Description
The current Obj-C name generation makes clunky methods that don't feel like Dart or like Obj-C. I think it would be much better if it used heuristics like Swift/Obj-C interop, and signature segments were converted to named parameters instead.
E.g., NSNotificationCenter has
addObserverForName:object:queue:usingBlock:
, which- ffigen renders as
addObserverForName_object_queue_usingBlock_(NSString? name, ObjCObjectBase? obj, NSOperationQueue? queue, ObjCBlock<ffi.Void Function(NSNotification)> block)

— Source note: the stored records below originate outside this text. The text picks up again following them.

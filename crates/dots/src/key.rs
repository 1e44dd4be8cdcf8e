use std::fmt;

use crate::{set::DotSet, Dot};

const SEPARATOR: char = '|';

/// The canonical string fingerprint of a single cell: its dot numbers,
/// sorted ascending, concatenated as decimal digits. A space chord (no
/// cell dots) produces the empty key.
#[derive(Debug, Clone, PartialEq, Eq, Hash, PartialOrd, Ord)]
pub struct DotKey(String);

impl DotKey {
    /// The key for a space chord (no cell dots).
    pub fn space() -> Self {
        Self(String::new())
    }

    /// Derives the canonical key from a chord's [`DotSet`], ignoring dot `0`.
    pub fn from_dot_set(set: &DotSet) -> Self {
        Self(set.cell_dots().map(digit_char).collect())
    }

    /// Derives the canonical key directly from cell dots (`1..=6`).
    pub fn from_cell_dots(dots: impl IntoIterator<Item = Dot>) -> Self {
        let mut digits: Vec<Dot> = dots.into_iter().collect();
        digits.sort_unstable();
        digits.dedup();
        Self(digits.into_iter().map(digit_char).collect())
    }

    /// Canonicalises a raw per-cell digit string from a profile entry
    /// (e.g. `"41"` -> `"14"`) by sorting its characters.
    ///
    /// Returns `None` if the string contains a non-digit character; the
    /// unifier treats that as a discarded entry rather than an error.
    pub fn from_digit_str(s: &str) -> Option<Self> {
        if !s.chars().all(|c| c.is_ascii_digit()) {
            return None;
        }
        let mut chars: Vec<char> = s.chars().collect();
        chars.sort_unstable();
        Some(Self(chars.into_iter().collect()))
    }

    /// Whether this key denotes the space chord.
    pub fn is_space(&self) -> bool {
        self.0.is_empty()
    }

    /// The raw fingerprint string.
    pub fn as_str(&self) -> &str {
        &self.0
    }

    /// Iterates the dots encoded in this key, ascending.
    pub fn dots(&self) -> impl Iterator<Item = Dot> + '_ {
        self.0.chars().map(|c| c.to_digit(10).expect("DotKey invariant: digits only") as Dot)
    }
}

impl fmt::Display for DotKey {
    fn fmt(&self, f: &mut fmt::Formatter<'_>) -> fmt::Result {
        f.write_str(&self.0)
    }
}

impl AsRef<str> for DotKey {
    fn as_ref(&self) -> &str {
        &self.0
    }
}

fn digit_char(d: Dot) -> char {
    char::from(b'0' + d)
}

/// Canonical per-cell dot keys joined by `|`, preserving cell order.
///
/// Example: cells `{1,6}` then `{1,3}` -> `"16|13"`.
#[derive(Debug, Clone, PartialEq, Eq, Hash)]
pub struct MultiCellKey(String);

impl MultiCellKey {
    /// Joins a sequence of per-cell keys into one multi-cell key.
    pub fn from_cells<'a>(cells: impl IntoIterator<Item = &'a DotKey>) -> Self {
        let mut joined = String::new();
        for (i, cell) in cells.into_iter().enumerate() {
            if i > 0 {
                joined.push(SEPARATOR);
            }
            joined.push_str(cell.as_str());
        }
        Self(joined)
    }

    /// The raw joined fingerprint string.
    pub fn as_str(&self) -> &str {
        &self.0
    }

    /// Number of cells encoded in this key.
    pub fn cell_count(&self) -> usize {
        if self.0.is_empty() {
            0
        } else {
            self.0.split(SEPARATOR).count()
        }
    }

    /// Whether `self` is a strict prefix of `other`, i.e. `other` starts
    /// with `self` followed by another separator-delimited cell.
    pub fn is_strict_prefix_of(&self, other: &str) -> bool {
        other.len() > self.0.len() && other.starts_with(self.0.as_str()) && other.as_bytes()[self.0.len()] == SEPARATOR as u8
    }
}

impl fmt::Display for MultiCellKey {
    fn fmt(&self, f: &mut fmt::Formatter<'_>) -> fmt::Result {
        f.write_str(&self.0)
    }
}

impl AsRef<str> for MultiCellKey {
    fn as_ref(&self) -> &str {
        &self.0
    }
}

#[cfg(test)]
mod tests {
    use super::*;

    #[test]
    fn canonical_key_sorts_and_concatenates() {
        assert_eq!(DotKey::from_cell_dots([1]).as_str(), "1");
        assert_eq!(DotKey::from_cell_dots([4, 1]).as_str(), "14");
        assert_eq!(DotKey::from_cell_dots([6, 5, 4, 3, 2, 1]).as_str(), "123456");
    }

    #[test]
    fn space_chord_is_empty_key() {
        let set = DotSet::from_dots([0]);
        assert_eq!(DotKey::from_dot_set(&set), DotKey::space());
    }

    #[test]
    fn from_digit_str_canonicalises_unsorted_input() {
        assert_eq!(DotKey::from_digit_str("41").unwrap().as_str(), "14");
        assert!(DotKey::from_digit_str("1a").is_none());
    }

    #[test]
    fn multi_cell_key_joins_with_pipe() {
        let a = DotKey::from_cell_dots([1, 6]);
        let b = DotKey::from_cell_dots([1, 3]);
        let multi = MultiCellKey::from_cells([&a, &b]);
        assert_eq!(multi.as_str(), "16|13");
        assert_eq!(multi.cell_count(), 2);
    }

    #[test]
    fn strict_prefix_requires_separator_boundary() {
        let prefix = MultiCellKey::from_cells([&DotKey::from_cell_dots([1])]);
        assert!(prefix.is_strict_prefix_of("1|4"));
        assert!(!prefix.is_strict_prefix_of("14"));
        assert!(!prefix.is_strict_prefix_of("1"));
    }
}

, while - Swift renders as
addObserver(forName name: NSNotification.Name, object obj: Any?, queue: OperationQueue?, using block: @escaping @Sendable (Notification) -> Void )
I don't see why Dart couldn't make it addObserver({NSString name, ObjCObjectBase? object, NSOperationQueue? queue, ObjCBlock<ffi.Void Function(NSNotification)> block
, or any other number of slight variations using heuristics of Obj-C naming conventions (like handling "with" and "from", if param names aren't always good enough).
This would give results more like Obj-C, more like idiomatic Dart, more like Swift, and more readable all around. They would be slightly less deterministically discoverable, but I would gladly trade that slight inconvenience for better readability and more idiomatic code. Especially since realistically I think we can expect most people to do what I'm doing, which is using IDE autocomplete rather than copy/pasting Obj-C signatures and manually translating them.